Dataset entries

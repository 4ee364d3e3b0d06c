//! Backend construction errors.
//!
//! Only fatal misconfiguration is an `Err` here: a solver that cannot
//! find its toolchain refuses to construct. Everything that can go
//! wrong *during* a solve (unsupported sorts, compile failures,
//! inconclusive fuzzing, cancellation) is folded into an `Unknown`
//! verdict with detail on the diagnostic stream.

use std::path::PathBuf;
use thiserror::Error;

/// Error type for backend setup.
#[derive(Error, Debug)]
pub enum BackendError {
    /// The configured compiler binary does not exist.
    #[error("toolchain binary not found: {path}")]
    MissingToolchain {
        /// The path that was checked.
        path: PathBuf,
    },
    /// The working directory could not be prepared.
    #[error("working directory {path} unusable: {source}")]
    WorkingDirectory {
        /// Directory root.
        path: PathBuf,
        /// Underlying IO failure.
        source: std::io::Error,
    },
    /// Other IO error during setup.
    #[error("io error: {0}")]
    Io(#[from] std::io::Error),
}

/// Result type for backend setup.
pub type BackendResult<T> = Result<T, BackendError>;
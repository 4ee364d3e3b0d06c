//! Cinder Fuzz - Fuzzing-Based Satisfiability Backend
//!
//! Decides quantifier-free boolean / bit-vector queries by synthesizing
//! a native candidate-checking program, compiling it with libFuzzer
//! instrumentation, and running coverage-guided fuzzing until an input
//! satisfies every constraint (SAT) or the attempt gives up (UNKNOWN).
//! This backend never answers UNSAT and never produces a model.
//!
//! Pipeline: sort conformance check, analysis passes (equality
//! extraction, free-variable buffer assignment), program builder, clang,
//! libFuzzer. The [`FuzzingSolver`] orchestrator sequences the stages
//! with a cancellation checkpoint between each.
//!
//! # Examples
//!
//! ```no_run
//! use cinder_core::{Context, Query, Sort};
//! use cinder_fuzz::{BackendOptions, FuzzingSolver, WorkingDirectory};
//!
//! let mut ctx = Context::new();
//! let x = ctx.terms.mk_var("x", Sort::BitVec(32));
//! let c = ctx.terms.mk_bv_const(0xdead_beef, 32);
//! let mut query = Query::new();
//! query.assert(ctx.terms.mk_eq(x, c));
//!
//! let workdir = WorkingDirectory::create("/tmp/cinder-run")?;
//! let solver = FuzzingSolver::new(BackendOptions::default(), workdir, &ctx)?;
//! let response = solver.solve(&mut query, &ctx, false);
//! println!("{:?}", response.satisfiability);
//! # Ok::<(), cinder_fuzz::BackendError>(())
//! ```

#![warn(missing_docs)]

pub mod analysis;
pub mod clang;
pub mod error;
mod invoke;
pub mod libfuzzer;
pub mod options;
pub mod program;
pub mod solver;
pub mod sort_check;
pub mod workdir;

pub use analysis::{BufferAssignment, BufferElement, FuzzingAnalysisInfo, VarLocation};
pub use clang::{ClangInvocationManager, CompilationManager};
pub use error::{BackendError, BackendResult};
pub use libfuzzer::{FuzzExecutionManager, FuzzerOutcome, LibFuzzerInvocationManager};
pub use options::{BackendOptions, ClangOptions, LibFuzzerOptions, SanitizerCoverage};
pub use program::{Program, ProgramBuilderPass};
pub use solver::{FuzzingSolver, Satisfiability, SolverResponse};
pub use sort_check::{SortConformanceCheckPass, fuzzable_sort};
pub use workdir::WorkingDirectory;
* * *
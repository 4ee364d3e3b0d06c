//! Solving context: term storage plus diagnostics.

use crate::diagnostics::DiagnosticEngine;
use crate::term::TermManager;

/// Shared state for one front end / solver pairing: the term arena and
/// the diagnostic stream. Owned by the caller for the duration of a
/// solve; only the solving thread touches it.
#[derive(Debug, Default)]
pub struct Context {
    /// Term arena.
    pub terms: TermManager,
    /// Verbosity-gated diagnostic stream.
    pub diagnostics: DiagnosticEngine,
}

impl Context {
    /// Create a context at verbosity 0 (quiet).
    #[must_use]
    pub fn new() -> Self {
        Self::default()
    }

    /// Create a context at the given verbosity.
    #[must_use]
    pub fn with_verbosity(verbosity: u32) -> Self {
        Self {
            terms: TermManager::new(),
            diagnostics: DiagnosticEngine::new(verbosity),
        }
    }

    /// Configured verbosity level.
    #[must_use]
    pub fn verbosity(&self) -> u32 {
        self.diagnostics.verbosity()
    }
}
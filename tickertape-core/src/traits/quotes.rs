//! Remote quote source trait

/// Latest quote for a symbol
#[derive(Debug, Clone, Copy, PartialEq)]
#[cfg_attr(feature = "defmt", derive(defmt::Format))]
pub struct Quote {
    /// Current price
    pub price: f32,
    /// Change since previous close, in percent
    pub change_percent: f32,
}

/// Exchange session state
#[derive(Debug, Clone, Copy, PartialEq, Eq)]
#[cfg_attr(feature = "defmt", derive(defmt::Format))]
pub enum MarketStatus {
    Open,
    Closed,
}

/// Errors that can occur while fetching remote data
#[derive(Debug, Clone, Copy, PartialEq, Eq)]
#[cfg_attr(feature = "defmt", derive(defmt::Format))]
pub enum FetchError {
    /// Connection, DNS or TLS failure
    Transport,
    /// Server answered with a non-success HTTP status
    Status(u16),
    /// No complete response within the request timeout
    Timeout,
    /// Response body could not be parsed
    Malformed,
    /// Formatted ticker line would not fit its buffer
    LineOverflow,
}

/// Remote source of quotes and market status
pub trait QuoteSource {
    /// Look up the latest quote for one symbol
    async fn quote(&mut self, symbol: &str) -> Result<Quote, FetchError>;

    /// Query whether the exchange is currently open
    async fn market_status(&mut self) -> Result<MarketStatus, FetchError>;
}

* [AIM OF THE EXERCISE] The answer should be one number: how many lines of the data above contain "MarketStatus".

* [REPLY] 2